The lawyer of Article 42 of the Constitution Manana Kobakhidze finds it hard to evaluate the jury institution because of the absence of the relevant practice. However, she thinks that it has a range of risks that might cause irremediable problems for the state. “Generally the jury institution is a characteristic of the states of common law, but we are part of continental law. I think this institution was artificially transferred to Georgia so the judiciary could have been more independent. This way the judiciary wants to free itself from the responsibility and pass it on to the public in order to place blame on them for illegal decisions. On the other hand, the courts are experiencing a great deal of pressure by the prosecution nowadays and what can be worse?”

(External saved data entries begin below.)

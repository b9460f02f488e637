use serde::{Deserialize, Serialize};

/// Access decision with its reasons
///
/// Returned by [`evaluate_request`](crate::evaluate_request) for callers
/// that want more than a bare boolean.
#[derive(Debug, Clone, PartialEq, Eq, Serialize, Deserialize)]
pub struct AccessDecision {
    /// Whether the action is allowed
    pub allowed: bool,
    /// Human-readable reasons for the decision
    pub reasons: Vec<String>,
    /// Evaluation time in microseconds, filled in by timed callers
    pub evaluation_time_us: u64,
}

/// Policy table validation diagnostic
///
/// Line and column are 1-indexed and only present for TOML syntax errors.
#[derive(Debug, Clone, PartialEq, Eq, Serialize)]
pub struct PolicyDiagnostic {
    /// Whether the table passed validation
    pub valid: bool,
    /// Error message if validation failed
    pub message: Option<String>,
    /// Line number where the error occurred
    pub line: Option<u32>,
    /// Column number where the error occurred
    pub column: Option<u32>,
}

Public opinion is also divided regarding the jury institution. This part of the public is skeptical of the new initiative and considers that any dispute must be solved by a competent judge. Another part welcomes the direct inclusion of society in justice implementation and considers it a precondition for achieving objective and democratic decisions.

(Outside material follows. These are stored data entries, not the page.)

//! Route-level access gate
//!
//! A gate wraps a whole view. While the identity provider is resolving it
//! renders nothing; once resolved it either renders the view or redirects.
//!
//! ## Mount lifecycle
//!
//! `RouteGate` holds configuration only. Each time the view mounts, call
//! [`RouteGate::mount`] and drive the returned [`RouteMount`] with
//! [`RouteMount::poll`]. A mount:
//! - starts in `Loading`
//! - fires at most one redirect, and only while mounted
//! - stays `Unauthorized` once it got there; a fresh mount re-evaluates

use crate::identity::{IdentityProvider, IdentityState};
use core_access::Role;
use std::collections::BTreeSet;

/// Where an unauthorized visitor is sent
#[derive(Debug, Clone, Copy, PartialEq, Eq)]
pub enum Redirect {
    /// No role: back to the login page
    Login,
    /// Role not allowed on this route: to the default landing page
    Landing,
}

/// Route paths used for redirects
#[derive(Debug, Clone, PartialEq, Eq)]
pub struct RedirectTargets {
    /// Login page
    pub login_path: String,
    /// Default authorized view
    pub landing_path: String,
}

impl RedirectTargets {
    /// Default login path
    pub const DEFAULT_LOGIN_PATH: &'static str = "/login";
    /// Default landing path
    pub const DEFAULT_LANDING_PATH: &'static str = "/dashboard";

    /// Path for `redirect`
    #[must_use]
    pub fn path(&self, redirect: Redirect) -> &str {
        match redirect {
            Redirect::Login => &self.login_path,
            Redirect::Landing => &self.landing_path,
        }
    }
}

impl Default for RedirectTargets {
    fn default() -> Self {
        Self {
            login_path: Self::DEFAULT_LOGIN_PATH.to_string(),
            landing_path: Self::DEFAULT_LANDING_PATH.to_string(),
        }
    }
}

/// Outcome of evaluating a route gate
#[derive(Debug, Clone, Copy, PartialEq, Eq)]
pub enum GateState {
    /// Identity still resolving; render nothing
    Loading,
    /// Render the view
    Authorized,
    /// Do not render; redirect instead
    Unauthorized(Redirect),
}

/// Performs route changes on behalf of the gate
pub trait Navigator {
    /// Navigate to `path`
    fn redirect(&mut self, path: &str);
}

impl<T: Navigator + ?Sized> Navigator for &mut T {
    fn redirect(&mut self, path: &str) {
        (**self).redirect(path);
    }
}

/// Route gate configuration: an optional role allow-list plus redirect paths
#[derive(Debug, Clone, Default, PartialEq, Eq)]
pub struct RouteGate {
    allowed_roles: Option<BTreeSet<Role>>,
    targets: RedirectTargets,
}

impl RouteGate {
    /// Gate that admits any authenticated role
    #[must_use]
    pub fn new() -> Self {
        Self::default()
    }

    /// Restrict the route to `roles`
    ///
    /// An empty allow-list admits nobody.
    #[must_use]
    pub fn allow_roles(mut self, roles: impl IntoIterator<Item = Role>) -> Self {
        self.allowed_roles = Some(roles.into_iter().collect());
        self
    }

    /// Restrict the route to the named roles; unknown names are ignored
    #[must_use]
    pub fn allow_role_names<'a>(self, names: impl IntoIterator<Item = &'a str>) -> Self {
        self.allow_roles(names.into_iter().filter_map(Role::parse))
    }

    /// Use `targets` for redirects
    #[must_use]
    pub fn with_targets(mut self, targets: RedirectTargets) -> Self {
        self.targets = targets;
        self
    }

    /// Redirect paths in use
    #[must_use]
    pub fn targets(&self) -> &RedirectTargets {
        &self.targets
    }

    /// Whether `role` passes the allow-list
    #[must_use]
    pub fn admits(&self, role: Role) -> bool {
        self.allowed_roles
            .as_ref()
            .map_or(true, |allowed| allowed.contains(&role))
    }

    /// Evaluate the gate for an identity state, without side effects
    #[must_use]
    pub fn decide(&self, identity: IdentityState) -> GateState {
        match identity {
            IdentityState::Resolving => GateState::Loading,
            IdentityState::Anonymous => GateState::Unauthorized(Redirect::Login),
            IdentityState::Authenticated(role) if self.admits(role) => GateState::Authorized,
            IdentityState::Authenticated(_) => GateState::Unauthorized(Redirect::Landing),
        }
    }

    /// Start a mount of the guarded view
    #[must_use]
    pub fn mount(&self) -> RouteMount<'_> {
        RouteMount {
            gate: self,
            state: GateState::Loading,
            mounted: true,
            redirected: false,
        }
    }
}

/// One mount of a gated view
#[derive(Debug)]
pub struct RouteMount<'g> {
    gate: &'g RouteGate,
    state: GateState,
    mounted: bool,
    redirected: bool,
}

impl<'g> RouteMount<'g> {
    /// Current state of this mount
    #[must_use]
    pub const fn state(&self) -> GateState {
        self.state
    }

    /// Whether the view is still mounted
    #[must_use]
    pub const fn is_mounted(&self) -> bool {
        self.mounted
    }

    /// Re-evaluate against `identity`, redirecting through `navigator` if needed
    ///
    /// Once `Unauthorized`, the mount stays there. After [`unmount`](Self::unmount)
    /// nothing changes and no redirect fires.
    pub fn poll<I, N>(&mut self, identity: &I, navigator: &mut N) -> GateState
    where
        I: IdentityProvider + ?Sized,
        N: Navigator + ?Sized,
    {
        if !self.mounted || matches!(self.state, GateState::Unauthorized(_)) {
            return self.state;
        }

        let next = self.gate.decide(identity.state());
        if next != self.state {
            tracing::debug!(from = ?self.state, to = ?next, "route gate transition");
        }
        self.state = next;

        if let GateState::Unauthorized(redirect) = next {
            if !self.redirected {
                self.redirected = true;
                let path = self.gate.targets.path(redirect);
                tracing::warn!(?redirect, path, "route gate redirecting");
                navigator.redirect(path);
            }
        }

        self.state
    }

    /// Produce the view, only when `Authorized`
    pub fn render<T>(&self, children: impl FnOnce() -> T) -> Option<T> {
        (self.mounted && self.state == GateState::Authorized).then(children)
    }

    /// Tear the mount down; later polls are no-ops
    pub fn unmount(&mut self) {
        self.mounted = false;
    }
}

Sopo Getsadze, 22-years-old: “I do not support the adoption of the jury institution. I think that one qualified judge can decide any criminal case better than 12 non-qualified jury members.”
Nino Peradze, 28-years-old: “I welcome the adoption of the jury institution in Georgia and think that in order to attain a fair verdict in a criminal case the qualification of lawyer is not necessary.”
Another reason for the contentious discussions regarding the jury institution operating in Georgia revolves around the possibility of a verdict coming in contradiction with Article 6 of the European Convention on Human Rights (ECHR): “The jury makes the verdict without any argumentation. That is a violation of Article VI of ECHR (the right to a fair trial). Essentially, the jury is free of any legal argumentation and thus, the violation of Article VI is afoot,” – stated Manana Kobakhidze.
It is important to mention that the ECHR has just delivered a judgment in the case of Taxquet v. Belgium (Application no. 926/05). In this case the applicant submitted that his right to a fair trial had been infringed upon in view of the fact that his conviction by the Assize Court had been based on a guilty verdict which did not contain reasons and could not be appealed against to a body with full jurisdiction. He alleges a violation of Article 6 § 1, the relevant part of which provides: “In the determination of … any criminal charge against him, everyone is entitled to a fair … hearing … by [a] … tribunal …” As the case had been extremely complex in both factual and legal terms, it had been difficult for twelve jurors without any appropriate legal qualifications to be able to make a wholly lawful assessment of the merits of the charge against him. The lack of reasoning in the guilty verdict precluded any possibility of an appropriate judicial review of the reasons for which the jury’s finding had been based. The ECHR maintains that the applicant was not afforded sufficient safeguards enabling him to understand why he was found guilty. Since the proceedings were not fair, there has accordingly been a violation of Article 6 § 1 of the Convention.